Thomas Scheskat born in 1956, master’s degree in education, 10 years of training and leading assistance in Biodynamic Body Psychotherapy (Speyer, Boadella, Boyesen), EABP member and ECP holder, trained in Hakomi (H. Weiss) and in further approaches of BPT (W. Büntig, M. Aalberse); further training in therapy for sexual offenders and DBT. 21 years of leadership experience at a forensic-psychiatric state clinic and 29 years of giving aggression balance trainings for men and mixed groups.

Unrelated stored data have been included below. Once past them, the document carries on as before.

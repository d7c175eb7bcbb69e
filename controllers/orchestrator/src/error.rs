//! Orchestrator error types.
//!
//! Every error carries a machine-readable [`ErrorKind`]. [`OrchestratorError::to_response`]
//! builds the caller-facing body: a generic message per kind plus a best-effort detail
//! that never includes raw cluster error text.

use cluster_client::ClusterError;
use serde::Serialize;
use std::time::Duration;
use thiserror::Error;
use vcd_store::StoreError;

/// Errors that can occur in the orchestrator.
#[derive(Debug, Error)]
pub enum OrchestratorError {
    /// Handle has an unknown prefix or kind, or a payload that is not a valid key
    #[error("Malformed handle: {0}")]
    MalformedHandle(String),

    /// Catalog item handle with a catalog segment that is not a UUID
    #[error("Invalid catalog reference: {0}")]
    InvalidCatalogReference(String),

    /// Resource absent, or not visible to the caller
    #[error("Not found: {0}")]
    NotFound(String),

    /// Resource visible but the caller lacks rights
    #[error("Access denied: {0}")]
    AccessDenied(String),

    /// Uniqueness violation
    #[error("Name conflict: {0}")]
    NameConflict(String),

    /// Lifecycle guard rejected the operation
    #[error("Invalid transition: {0}")]
    InvalidTransition(String),

    /// Resource is being deleted or is otherwise locked
    #[error("Resource conflict: {0}")]
    ResourceConflict(String),

    /// Delete without force while VMs are running
    #[error("Running VMs present: {0}")]
    RunningVmsPresent(String),

    /// Logical record exists but its cluster object does not
    #[error("Resource not found in cluster: {0}")]
    ResourceNotFoundInCluster(String),

    /// Cluster backend unreachable or not configured
    #[error("Cluster unavailable: {0}")]
    ClusterUnavailable(String),

    /// Any other cluster failure
    #[error("Cluster operation failed: {0}")]
    ClusterOperationFailed(#[source] ClusterError),

    /// Request field failed validation
    #[error("Invalid request: {0}")]
    InvalidRequest(String),

    /// Operation exceeded its deadline
    #[error("Deadline of {0:?} exceeded")]
    DeadlineExceeded(Duration),

    /// Relational store error
    #[error("Store error: {0}")]
    Store(#[from] StoreError),

    /// Invalid configuration
    #[error("Invalid configuration: {0}")]
    InvalidConfig(String),
}

impl From<ClusterError> for OrchestratorError {
    fn from(e: ClusterError) -> Self {
        if e.is_unavailable() {
            OrchestratorError::ClusterUnavailable(e.to_string())
        } else {
            OrchestratorError::ClusterOperationFailed(e)
        }
    }
}

/// Machine-readable error kind
#[derive(Debug, Clone, Copy, PartialEq, Eq, Hash, Serialize)]
#[serde(rename_all = "SCREAMING_SNAKE_CASE")]
pub enum ErrorKind {
    /// Handle could not be decoded
    MalformedHandle,
    /// Catalog item handle is not resolvable
    InvalidCatalogReference,
    /// Resource is absent or not visible to the caller
    NotFound,
    /// Caller lacks the required right
    AccessDenied,
    /// Name already taken in its scope
    NameConflict,
    /// Operation not allowed in the current status
    InvalidTransition,
    /// Resource is busy or still referenced
    ResourceConflict,
    /// Deletion blocked by running VMs
    RunningVmsPresent,
    /// Cluster object backing a record is missing
    ResourceNotFoundInCluster,
    /// Cluster or store cannot be reached
    ClusterUnavailable,
    /// Cluster rejected the operation
    ClusterOperationFailed,
    /// Request failed validation
    InvalidRequest,
    /// Request did not finish in time
    DeadlineExceeded,
    /// Unexpected failure
    Internal,
}

impl ErrorKind {
    /// Wire name of the kind
    pub fn as_str(&self) -> &'static str {
        match self {
            ErrorKind::MalformedHandle => "MALFORMED_HANDLE",
            ErrorKind::InvalidCatalogReference => "INVALID_CATALOG_REFERENCE",
            ErrorKind::NotFound => "NOT_FOUND",
            ErrorKind::AccessDenied => "ACCESS_DENIED",
            ErrorKind::NameConflict => "NAME_CONFLICT",
            ErrorKind::InvalidTransition => "INVALID_TRANSITION",
            ErrorKind::ResourceConflict => "RESOURCE_CONFLICT",
            ErrorKind::RunningVmsPresent => "RUNNING_VMS_PRESENT",
            ErrorKind::ResourceNotFoundInCluster => "RESOURCE_NOT_FOUND_IN_CLUSTER",
            ErrorKind::ClusterUnavailable => "CLUSTER_UNAVAILABLE",
            ErrorKind::ClusterOperationFailed => "CLUSTER_OPERATION_FAILED",
            ErrorKind::InvalidRequest => "INVALID_REQUEST",
            ErrorKind::DeadlineExceeded => "DEADLINE_EXCEEDED",
            ErrorKind::Internal => "INTERNAL",
        }
    }

    /// HTTP status class for the kind
    pub fn status_code(&self) -> u16 {
        match self {
            ErrorKind::MalformedHandle
            | ErrorKind::InvalidCatalogReference
            | ErrorKind::InvalidTransition
            | ErrorKind::InvalidRequest => 400,
            ErrorKind::AccessDenied => 403,
            ErrorKind::NotFound | ErrorKind::ResourceNotFoundInCluster => 404,
            ErrorKind::NameConflict | ErrorKind::ResourceConflict | ErrorKind::RunningVmsPresent => 409,
            ErrorKind::ClusterUnavailable => 503,
            ErrorKind::DeadlineExceeded => 504,
            ErrorKind::ClusterOperationFailed | ErrorKind::Internal => 500,
        }
    }

    fn generic_message(&self) -> &'static str {
        match self {
            ErrorKind::MalformedHandle => "The resource identifier is malformed",
            ErrorKind::InvalidCatalogReference => "The catalog item reference is invalid",
            ErrorKind::NotFound => "The requested resource was not found",
            ErrorKind::AccessDenied => "Access to the requested resource is denied",
            ErrorKind::NameConflict => "A resource with this name already exists",
            ErrorKind::InvalidTransition => "The operation is not valid in the current state",
            ErrorKind::ResourceConflict => "The resource is busy or being deleted",
            ErrorKind::RunningVmsPresent => "The resource has running virtual machines",
            ErrorKind::ResourceNotFoundInCluster => "The backing cluster resource was not found",
            ErrorKind::ClusterUnavailable => "The cluster backend is unavailable",
            ErrorKind::ClusterOperationFailed => "The cluster operation failed",
            ErrorKind::InvalidRequest => "The request is invalid",
            ErrorKind::DeadlineExceeded => "The operation timed out",
            ErrorKind::Internal => "An internal error occurred",
        }
    }
}

/// Caller-facing error body
#[derive(Debug, Clone, PartialEq, Eq, Serialize)]
pub struct ErrorResponse {
    /// Error class
    pub kind: ErrorKind,
    /// Human-readable summary
    pub message: String,
    /// Extra context safe to show the caller
    #[serde(skip_serializing_if = "Option::is_none")]
    pub detail: Option<String>,
}

impl OrchestratorError {
    /// Machine-readable kind
    pub fn kind(&self) -> ErrorKind {
        match self {
            OrchestratorError::MalformedHandle(_) => ErrorKind::MalformedHandle,
            OrchestratorError::InvalidCatalogReference(_) => ErrorKind::InvalidCatalogReference,
            OrchestratorError::NotFound(_) => ErrorKind::NotFound,
            OrchestratorError::AccessDenied(_) => ErrorKind::AccessDenied,
            OrchestratorError::NameConflict(_) => ErrorKind::NameConflict,
            OrchestratorError::InvalidTransition(_) => ErrorKind::InvalidTransition,
            OrchestratorError::ResourceConflict(_) => ErrorKind::ResourceConflict,
            OrchestratorError::RunningVmsPresent(_) => ErrorKind::RunningVmsPresent,
            OrchestratorError::ResourceNotFoundInCluster(_) => ErrorKind::ResourceNotFoundInCluster,
            OrchestratorError::ClusterUnavailable(_) => ErrorKind::ClusterUnavailable,
            OrchestratorError::ClusterOperationFailed(_) => ErrorKind::ClusterOperationFailed,
            OrchestratorError::InvalidRequest(_) => ErrorKind::InvalidRequest,
            OrchestratorError::DeadlineExceeded(_) => ErrorKind::DeadlineExceeded,
            OrchestratorError::Store(_) | OrchestratorError::InvalidConfig(_) => ErrorKind::Internal,
        }
    }

    /// Caller-facing body
    pub fn to_response(&self) -> ErrorResponse {
        let kind = self.kind();
        let detail = match self {
            OrchestratorError::MalformedHandle(d)
            | OrchestratorError::InvalidCatalogReference(d)
            | OrchestratorError::NotFound(d)
            | OrchestratorError::AccessDenied(d)
            | OrchestratorError::NameConflict(d)
            | OrchestratorError::InvalidTransition(d)
            | OrchestratorError::ResourceConflict(d)
            | OrchestratorError::RunningVmsPresent(d)
            | OrchestratorError::ResourceNotFoundInCluster(d)
            | OrchestratorError::InvalidRequest(d) => Some(d.clone()),
            OrchestratorError::ClusterOperationFailed(e) => Some(cluster_error_class(e).to_string()),
            OrchestratorError::DeadlineExceeded(d) => Some(format!("deadline {}s", d.as_secs())),
            OrchestratorError::ClusterUnavailable(_)
            | OrchestratorError::Store(_)
            | OrchestratorError::InvalidConfig(_) => None,
        };
        ErrorResponse {
            kind,
            message: kind.generic_message().to_string(),
            detail,
        }
    }
}

fn cluster_error_class(e: &ClusterError) -> &'static str {
    match e {
        ClusterError::NotFound(_) => "cluster object not found",
        ClusterError::Conflict(_) => "cluster object conflict",
        ClusterError::Unavailable(_) | ClusterError::CacheNotReady(_) => "cluster unavailable",
        ClusterError::Rejected(_) => "rejected by the cluster",
        ClusterError::Kube(_) => "cluster api error",
        ClusterError::Serialization(_) => "cluster object encoding error",
    }
}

„See me, feel me, touch me – heal me! “ – Body-psychotherapeutic work with aggression as a resource
Hall 66 Faculty of Journalism
Participants of groups and single work report back often going through a transformative and encouraging process. Therefore, they incorporate the idea of distinction between destructive and constructive aggression in their relationships. It becomes more and more important to take position while balancing one’s own rights, responsibly and the contradiction between consideration and impertinence. It mirrors the political conflict between pacifist and militarily solutions to insure human rights.
A healthy attitude to aggression plays a key role for our entire personal development. This must include both the fruitful as well as the harmful aspects of aggression. For the therapeutic access to both sides, we use a pragmatic model of decontaminated aggression on one hand in contrast to a contaminated one on the other hand. We explore this subject in settings of „dialogical confrontations“ by which we`re aiming for the transformation of violence. This means using body- and contact-exercises to distinguish between suppressing and channelling one´s own aggressive force supportive to our personality, health, and fairness with others.